I didn’t entirely, but I said I did.
“So Dandy, he gets to playin’ right there, and it’s the most beautifullest sound you ever done heard. And when he looks up from hittin’ a few notes, Bubba and that blood-marked contact… contract, is done gone.
“Now Dandy a happy man. He got the best fiddle playin’ ’round. And the womens love him. He goes to dances, and them womens all around. He gets give free drinks and lots of folks tell him how good he is. It’s the life for Dandy. Then he goes to this barn dance over’n Big Sandy, and he’s playin’ and people are dancin’, and when he pauses to get him some rest, this stutterin’ fella with a fiddle comes up and asks can he play and sang a bit. A song or two, you see.
“Dandy sees a chance to look even better. He lets this fella play. Figures that man ain’t gonna match what the debil’s done done for him, and if he sangs some, all that stutterin’, he’s bound to sound like a chicken workin’ on a ear of corn. It gonna make Dandy look even better, see.”
“Yes ma’am.”
“So now, Dandy, he ’sides to really polish the apple, so he brings up this here fella and says how he’s a man wants to play a song or two, sang a little. And he says how he ain’t never heard him, but always wants to give a fella a chance.

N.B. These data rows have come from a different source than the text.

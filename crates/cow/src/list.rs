use std::cmp::Ordering;
use std::fmt;
use std::ops::Range;
use std::rc::Rc;

use serde::{Serialize, Serializer};

use crate::{noop, Base, CowError, Hook, Json, Node, OnChange, Seg, Tracker, NULL};

enum Item {
    Original(usize),
    Value(Json),
    Object(Tracker),
    List(TrackedList),
}

/// Copy-on-write view of a JSON array.
///
/// Structural operations (insert, remove, splice, reorder) are recorded as a
/// list of items that either point back into the original array or hold a
/// written value, so untouched elements are never cloned.
pub struct TrackedList {
    base: Base,
    items: Vec<Item>,
    hook: Hook,
}

fn element(base: &Base, index: usize) -> &Json {
    base.value().as_array().and_then(|a| a.get(index)).unwrap_or(&NULL)
}

impl TrackedList {
    pub fn new(values: Vec<Json>) -> Self {
        Self::wrap(Rc::new(Json::Array(values)), noop())
    }

    pub fn wrap(root: Rc<Json>, on_change: OnChange) -> Self {
        Self::nested(Base::new(root), Hook::new(on_change))
    }

    pub(crate) fn nested(base: Base, hook: Hook) -> Self {
        let len = base.value().as_array().map_or(0, Vec::len);
        Self { base, items: (0..len).map(Item::Original).collect(), hook }
    }

    pub fn original(&self) -> &Json {
        self.base.value()
    }

    pub fn len(&self) -> usize {
        self.items.len()
    }

    pub fn is_empty(&self) -> bool {
        self.items.is_empty()
    }

    pub fn get(&self, index: usize) -> Option<Node<'_>> {
        Some(match self.items.get(index)? {
            Item::Original(i) => Node::Value(element(&self.base, *i)),
            Item::Value(v) => Node::Value(v),
            Item::Object(t) => Node::Object(t),
            Item::List(l) => Node::List(l),
        })
    }

    pub fn iter(&self) -> impl Iterator<Item = Node<'_>> + '_ {
        (0..self.items.len()).filter_map(move |i| self.get(i))
    }

    fn bounds(index: usize, limit: usize) -> Result<(), CowError> {
        if index < limit {
            Ok(())
        } else {
            Err(CowError::OutOfBounds { index, len: limit })
        }
    }

    fn materialize(&self, item: Item) -> Json {
        match item {
            Item::Original(i) => element(&self.base, i).clone(),
            Item::Value(v) => v,
            Item::Object(t) => t.to_json(),
            Item::List(l) => l.to_json(),
        }
    }

    pub fn set(&mut self, index: usize, value: Json) -> Result<(), CowError> {
        Self::bounds(index, self.items.len())?;
        self.hook.fire()?;
        self.items[index] = Item::Value(value);
        Ok(())
    }

    pub fn push(&mut self, value: Json) -> Result<(), CowError> {
        self.hook.fire()?;
        self.items.push(Item::Value(value));
        Ok(())
    }

    pub fn pop(&mut self) -> Result<Option<Json>, CowError> {
        self.hook.fire()?;
        Ok(self.items.pop().map(|it| self.materialize(it)))
    }

    pub fn insert(&mut self, index: usize, value: Json) -> Result<(), CowError> {
        Self::bounds(index, self.items.len() + 1)?;
        self.hook.fire()?;
        self.items.insert(index, Item::Value(value));
        Ok(())
    }

    pub fn remove(&mut self, index: usize) -> Result<Json, CowError> {
        Self::bounds(index, self.items.len())?;
        self.hook.fire()?;
        let item = self.items.remove(index);
        Ok(self.materialize(item))
    }

    /// Replace `range` with `values`, returning the removed elements.
    pub fn splice(
        &mut self,
        range: Range<usize>,
        values: impl IntoIterator<Item = Json>,
    ) -> Result<Vec<Json>, CowError> {
        let len = self.items.len();
        if range.start > range.end || range.end > len {
            return Err(CowError::OutOfBounds { index: range.end.max(range.start), len });
        }
        self.hook.fire()?;
        let removed: Vec<Item> = self.items.splice(range, values.into_iter().map(Item::Value)).collect();
        Ok(removed.into_iter().map(|it| self.materialize(it)).collect())
    }

    pub fn reverse(&mut self) -> Result<(), CowError> {
        self.hook.fire()?;
        self.items.reverse();
        Ok(())
    }

    pub fn sort_by(&mut self, mut compare: impl FnMut(&Json, &Json) -> Ordering) -> Result<(), CowError> {
        self.hook.fire()?;
        let items = std::mem::take(&mut self.items);
        let mut values: Vec<Json> = items.into_iter().map(|it| self.materialize(it)).collect();
        values.sort_by(|a, b| compare(a, b));
        self.items = values.into_iter().map(Item::Value).collect();
        Ok(())
    }

    /// Borrow the object at `index` for writing, wrapping it on first access.
    pub fn object_mut(&mut self, index: usize) -> Option<&mut Tracker> {
        let (base, hook) = (&self.base, &self.hook);
        let item = self.items.get_mut(index)?;
        let fresh = match item {
            Item::Original(i) if element(base, *i).is_object() => {
                Some(Tracker::nested(base.child(Seg::Index(*i)), hook.child()))
            }
            Item::Value(v @ Json::Object(_)) => {
                Some(Tracker::nested(Base::new(Rc::new(std::mem::take(v))), hook.child()))
            }
            _ => None,
        };
        if let Some(t) = fresh {
            *item = Item::Object(t);
        }
        match item {
            Item::Object(t) => Some(t),
            _ => None,
        }
    }

    /// Borrow the array at `index` for writing, wrapping it on first access.
    pub fn list_mut(&mut self, index: usize) -> Option<&mut TrackedList> {
        let (base, hook) = (&self.base, &self.hook);
        let item = self.items.get_mut(index)?;
        let fresh = match item {
            Item::Original(i) if element(base, *i).is_array() => {
                Some(TrackedList::nested(base.child(Seg::Index(*i)), hook.child()))
            }
            Item::Value(v @ Json::Array(_)) => {
                Some(TrackedList::nested(Base::new(Rc::new(std::mem::take(v))), hook.child()))
            }
            _ => None,
        };
        if let Some(l) = fresh {
            *item = Item::List(l);
        }
        match item {
            Item::List(l) => Some(l),
            _ => None,
        }
    }

    pub fn to_json(&self) -> Json {
        Json::Array(
            self.items
                .iter()
                .map(|it| match it {
                    Item::Original(i) => element(&self.base, *i).clone(),
                    Item::Value(v) => v.clone(),
                    Item::Object(t) => t.to_json(),
                    Item::List(l) => l.to_json(),
                })
                .collect(),
        )
    }

    pub fn mutated(&self) -> bool {
        self.hook.mutated()
    }
}

impl fmt::Debug for TrackedList {
    fn fmt(&self, f: &mut fmt::Formatter<'_>) -> fmt::Result {
        f.debug_struct("TrackedList")
            .field("value", &self.to_json())
            .field("mutated", &self.mutated())
            .finish()
    }
}

impl Serialize for TrackedList {
    fn serialize<S: Serializer>(&self, serializer: S) -> Result<S::Ok, S::Error> {
        self.to_json().serialize(serializer)
    }
}
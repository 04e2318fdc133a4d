//! resync apply: a directory of YAML files acting as the remote store, plus
//! the YAML guards and diff summaries used around it.

#![forbid(unsafe_code)]

use std::time::Duration;

mod dir;
mod doc;

pub use dir::DirStore;
pub use doc::{node_budget_exceeded, parse_document, render_document, DiffSummary};

/// Tunables for [`DirStore`], read from the environment.
#[derive(Debug, Clone, PartialEq, Eq)]
pub struct ApplyConfig {
    pub poll_interval: Duration,
    pub max_yaml_bytes: usize,
    pub max_yaml_nodes: usize,
}

impl Default for ApplyConfig {
    fn default() -> Self {
        Self {
            poll_interval: Duration::from_millis(1000),
            max_yaml_bytes: 1_000_000, // 1 MiB default
            max_yaml_nodes: 100_000,
        }
    }
}

impl ApplyConfig {
    /// `RESYNC_POLL_MS`, `RESYNC_MAX_YAML_BYTES`, `RESYNC_MAX_YAML_NODES`;
    /// unset or unparsable values keep the defaults.
    pub fn from_env() -> Self {
        let d = Self::default();
        Self {
            poll_interval: env_u64("RESYNC_POLL_MS").map(Duration::from_millis).unwrap_or(d.poll_interval),
            max_yaml_bytes: env_u64("RESYNC_MAX_YAML_BYTES").map(|v| v as usize).unwrap_or(d.max_yaml_bytes),
            max_yaml_nodes: env_u64("RESYNC_MAX_YAML_NODES").map(|v| v as usize).unwrap_or(d.max_yaml_nodes),
        }
    }

    pub fn with_poll_interval(mut self, interval: Duration) -> Self {
        self.poll_interval = interval;
        self
    }
}

fn env_u64(name: &str) -> Option<u64> {
    std::env::var(name).ok().and_then(|s| s.trim().parse::<u64>().ok())
}

#[cfg(test)]
mod tests {
    use super::*;

    #[test]
    fn env_overrides_defaults() {
        // No other test in this crate reads these variables.
        std::env::set_var("RESYNC_MAX_YAML_NODES", "42");
        std::env::set_var("RESYNC_POLL_MS", "not-a-number");
        let cfg = ApplyConfig::from_env();
        std::env::remove_var("RESYNC_MAX_YAML_NODES");
        std::env::remove_var("RESYNC_POLL_MS");
        assert_eq!(cfg.max_yaml_nodes, 42);
        assert_eq!(cfg.poll_interval, Duration::from_millis(1000));
        assert_eq!(cfg.max_yaml_bytes, 1_000_000);
    }
}
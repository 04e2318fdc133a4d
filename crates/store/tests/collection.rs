use std::cell::RefCell;
use std::rc::Rc;

use futures::FutureExt;
use resync_store::{
    Collection, CollectionEvent, CowError, Json, Kind, KindRegistry, MemoryStore, Record, ResourceKey, State,
    Tracker,
};
use rustc_hash::FxHashSet;
use serde_json::json;

struct Mapping;

impl Kind for Mapping {
    fn name(&self) -> &str {
        "Mapping"
    }

    fn default_document(&self) -> Json {
        json!({"kind": "Mapping", "metadata": {"name": "", "namespace": "default"}, "spec": {"prefix": "/"}})
    }

    fn validate(&self, yaml: &Tracker) -> Vec<(String, String)> {
        match yaml.pointer(&["spec", "prefix"]).and_then(|n| n.as_str()) {
            Some(p) if p.starts_with('/') => Vec::new(),
            _ => vec![("spec.prefix".to_owned(), "prefix must start with /".to_owned())],
        }
    }
}

fn store() -> Rc<MemoryStore> {
    let mut kinds = KindRegistry::new();
    kinds.register(Mapping).unwrap();
    Rc::new(MemoryStore::with_kinds(kinds))
}

fn collection() -> (Rc<MemoryStore>, Collection) {
    let s = store();
    let c = Collection::new(s.clone());
    c.subscribe();
    (s, c)
}

fn gen(i: usize) -> Json {
    json!({"kind": "Host", "metadata": {"name": format!("host-{i}"), "namespace": "default"}})
}

fn sorted_keys<'a>(keys: impl IntoIterator<Item = &'a ResourceKey>) -> Vec<String> {
    let mut v: Vec<String> = keys.into_iter().map(ToString::to_string).collect();
    v.sort();
    v
}

#[test]
fn create_returns_a_fresh_unique_draft() {
    let (_s, c) = collection();
    let r = c.create("Host");
    assert!(r.is_new());
    assert!(!r.is_pending());
    let other = c.create("Host");
    assert_ne!(r, other);
    assert_ne!(r.key(), other.key());
    assert!(r.key().is_draft());
    assert!(c.contains(&r));
    assert!(c.records().contains(&r));
    assert_eq!(c.len(), 2);
}

#[test]
fn create_uses_the_registered_kind() {
    let (_s, c) = collection();
    let r = c.create("Mapping");
    assert_eq!(r.kind(), "Mapping");
    assert_eq!(r.yaml().pointer(&["spec", "prefix"]).and_then(|n| n.as_str()), Some("/"));
    r.update_yaml(|y| y.set_path(&["spec", "prefix"], json!("api"))).unwrap();
    assert_eq!(r.validate().get("spec.prefix").map(String::as_str), Some("prefix must start with /"));
}

#[test]
fn draft_key_solidifies_on_save() {
    let (s, c) = collection();
    let r = c.create("kind");
    let y = json!({"kind": "kind", "metadata": {"name": "bob", "namespace": "space"}});
    r.replace_yaml(y.clone()).unwrap();
    let p = r.save().unwrap();
    s.settle();
    assert!(matches!(p.now_or_never(), Some(Ok(()))));
    assert_eq!(r.key(), ResourceKey::of(&y));
    assert_eq!(r.key().as_str(), "kind::bob::space");
}

#[test]
fn second_draft_with_a_taken_key_is_refused() {
    let (_s, c) = collection();
    let first = c.create("Host");
    let second = c.create("Host");
    first.replace_yaml(gen(1)).unwrap();
    second.replace_yaml(gen(1)).unwrap();
    let _p = first.save().unwrap();
    let err = second.save().unwrap_err();
    assert_eq!(err, resync_store::LifecycleError::KeyTaken(ResourceKey::of(&gen(1))));
    assert_eq!(second.state(), State::New);
    assert!(!second.is_pending());
}

#[test]
fn load_returns_stored_read_only_records() {
    let (_s, c) = collection();
    let r = c.load(json!({"kind": "Resource", "metadata": {"name": "foo", "namespace": "bar"}}));
    assert!(!r.is_modified());
    assert!(r.is_read_only());
    assert_eq!(r.update_yaml(|y| y.set("foo", json!("bar"))), Err(CowError::ReadOnly));
    assert!(c.contains(&r));
    assert!(c.records().contains(&r));

    let m = c.load(json!({"kind": "Mapping", "metadata": {"name": "foo", "namespace": "bar"}}));
    assert_eq!(m.kind(), "Mapping");
}

#[test]
fn load_round_trips_documents() {
    let (_s, c) = collection();
    let y = json!({
        "kind": "Mapping",
        "metadata": {"name": "api", "namespace": "prod", "labels": {"team": "edge"}},
        "spec": {"prefix": "/api/", "weights": [1, 2.5, null], "tls": true}
    });
    let r = c.load(y.clone());
    assert_eq!(r.value(), y);
    assert_eq!(*r.stored_yaml().unwrap(), y);
}

#[test]
fn load_is_an_upsert_by_identity() {
    let (_s, c) = collection();
    let a = c.load(gen(1));
    let b = c.load(gen(1));
    assert_eq!(a, b);
    assert_eq!(c.len(), 1);
}

#[test]
fn iteration_puts_drafts_first_then_insertion_order() {
    let (_s, c) = collection();
    let n1 = c.create("Host");
    let n2 = c.create("Host");
    assert_eq!(c.records(), vec![n1.clone(), n2.clone()]);
    let r1 = c.load(gen(2));
    let r2 = c.load(gen(1));
    assert_eq!(c.records(), vec![n1.clone(), n2.clone(), r1.clone(), r2.clone()]);

    r2.edit().unwrap();
    r1.edit().unwrap();
    assert_eq!(c.records(), vec![n1.clone(), n2.clone(), r1.clone(), r2.clone()]);

    // Both vanish remotely while edited: they stay, in place, as zombies.
    c.intersect(&FxHashSet::default());
    let iterated: Vec<Record> = (&c).into_iter().collect();
    assert_eq!(iterated, vec![n1, n2, r1.clone(), r2.clone()]);
    assert_eq!(r1.state(), State::Zombie);
    assert_eq!(r2.state(), State::Zombie);
}

#[test]
fn pending_deletes_stay_listed() {
    let (_s, c) = collection();
    let n1 = c.create("Host");
    let n2 = c.create("Host");
    let r1 = c.load(gen(1));
    let r2 = c.load(gen(2));
    r2.delete().unwrap();
    let _p = r2.save().unwrap();
    assert!(r2.is_pending());
    assert_eq!(r2.state(), State::PendingDelete);
    let mut seen = Vec::new();
    for r in &c {
        seen.push(r);
    }
    assert_eq!(seen, vec![n1, n2, r1, r2]);
}

#[test]
fn intersect_keeps_only_listed_keys() {
    let (_s, c) = collection();
    let r1 = c.load(gen(1));
    let _r2 = c.load(gen(2));
    let n = c.create("Host");
    let keys: FxHashSet<ResourceKey> = [r1.key()].into_iter().collect();
    assert_eq!(c.intersect(&keys), 1);
    assert_eq!(c.records(), vec![n, r1]);
}

#[test]
fn intersect_drops_many_at_once_and_keeps_survivor_order() {
    let (_s, c) = collection();
    let records: Vec<Record> = (0..500).map(|i| c.load(gen(i))).collect();
    let removed = Rc::new(RefCell::new(0usize));
    let r = removed.clone();
    c.add_listener(move |ev| {
        if let CollectionEvent::Removed(_) = ev {
            *r.borrow_mut() += 1;
        }
    });
    let kept: Vec<Record> = records.iter().step_by(7).cloned().collect();
    let keys: FxHashSet<ResourceKey> = kept.iter().map(Record::key).collect();
    assert_eq!(c.intersect(&keys), 500 - kept.len());
    assert_eq!(*removed.borrow(), 500 - kept.len());
    assert_eq!(c.records(), kept);
    assert!(records.iter().step_by(7).all(|r| c.get(&r.key()).is_some()));
    assert!(c.get(&records[1].key()).is_none());
}

#[test]
fn reconcile_loads_then_intersects() {
    let (_s, c) = collection();
    let yamls: Vec<Json> = (0..4).map(gen).collect();
    let check = |batch: &[Json]| {
        c.reconcile(batch.iter().cloned());
        let listed: Vec<ResourceKey> = batch.iter().map(ResourceKey::of).collect();
        let held: Vec<ResourceKey> = c.records().iter().map(Record::key).collect();
        assert_eq!(sorted_keys(&held), sorted_keys(&listed));
    };
    check(&yamls);
    check(&yamls[..3]);
    check(&yamls[..2]);
    check(&yamls[1..]);
    check(&yamls[2..]);
    check(&yamls);
}

#[test]
fn reconcile_survives_pending_creates() {
    let (s, c) = collection();
    let n = c.create("Host");
    n.replace_yaml(gen(7)).unwrap();
    let p = n.save().unwrap();
    // A listing taken before the write landed must not drop the draft.
    s.poll();
    assert!(c.contains(&n));
    assert_eq!(n.state(), State::PendingCreate);
    s.settle();
    assert!(matches!(p.now_or_never(), Some(Ok(()))));
    assert_eq!(n.state(), State::Stored);
}

#[test]
fn failed_create_returns_to_its_draft_position() {
    let s = Rc::new(MemoryStore::failing("nope"));
    let c = Collection::new(s.clone());
    let n1 = c.create("Host");
    let n2 = c.create("Host");
    let n3 = c.create("Host");
    n2.replace_yaml(gen(1)).unwrap();
    let p = n2.save().unwrap();
    assert_eq!(c.records(), vec![n1.clone(), n3.clone(), n2.clone()]);
    s.process();
    assert!(p.now_or_never().unwrap().is_err());
    assert_eq!(c.records(), vec![n1, n2, n3]);
}

#[test]
fn events_are_published() {
    let (s, c) = collection();
    let events = Rc::new(RefCell::new(Vec::new()));
    let e = events.clone();
    let id = c.add_listener(move |ev| {
        e.borrow_mut().push(match ev {
            CollectionEvent::Added(r) => format!("added {}", r.kind()),
            CollectionEvent::Removed(r) => format!("removed {}", r.kind()),
            CollectionEvent::Reconciled { loaded, removed } => format!("reconciled {loaded}/{removed}"),
        })
    });
    let n = c.create("Mapping");
    n.cancel().unwrap();
    s.seed(gen(1));
    s.poll();
    s.remove(&ResourceKey::of(&gen(1)));
    s.poll();
    assert!(c.remove_listener(id));
    c.create("Host");
    assert_eq!(
        *events.borrow(),
        vec!["added Mapping", "removed Mapping", "added Host", "reconciled 1/0", "removed Host", "reconciled 0/1"]
    );
}

#[test]
fn weak_handles_do_not_keep_collections_alive() {
    let (s, c) = collection();
    let weak = c.downgrade();
    assert!(weak.upgrade().is_some());
    drop(c);
    assert!(weak.upgrade().is_none());
    // Polling a store whose subscriber is gone is a no-op.
    s.poll();
}

#[test]
fn records_outlive_their_collection_but_cannot_save() {
    let (_s, c) = collection();
    let n = c.create("Host");
    drop(c);
    assert_eq!(n.save().unwrap_err(), resync_store::LifecycleError::Detached);
}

So this nervous fella, who turns out is from a little ole town called Gilmer, gets up there, hits on his strangs with the bow, then cuts into it. And you know what, Little Man?”
“No ma’am.”
“He good. He can play that fiddle like he part of it. And sang. He sang real purty, ’cause when he sangs, he don’t stutter. So all them folks is dancin’ and start’n to happy hoot and holler, and after one tune, this here fella, who I heard was named Ormond, he plays him ’nuther, then a ’nuther, and it’s like one of the angels got hold of that fiddle bow, and pretty soon, ole Dandy, he done forgot. Ain’t nobody missin’ him.”
“Bet that made him mad.”
“Oooowweeeeee. All of a sudden, right in the middle of a breakdown, Dandy jump up with his fiddle and crack that Ormond fella right upside the head and knock him down. Then he go to beatin’ on him. And he beat him till he done broke that fiddle all apart, and then he start to choke Ormond, and pretty soon, Ormond, he’s dead.
“Well, now. People are starin’ at Dandy, and he got death on his hands, and no fiddle. Busted it all to pieces. So he snatch up Ormond’s fiddle and bow an run off through the back door ’fore folks can figure on what to do. Then they after ’em. But it’s too late. He know them bottoms like the back of his hand, and he gone. He done become a Travelin’ Man.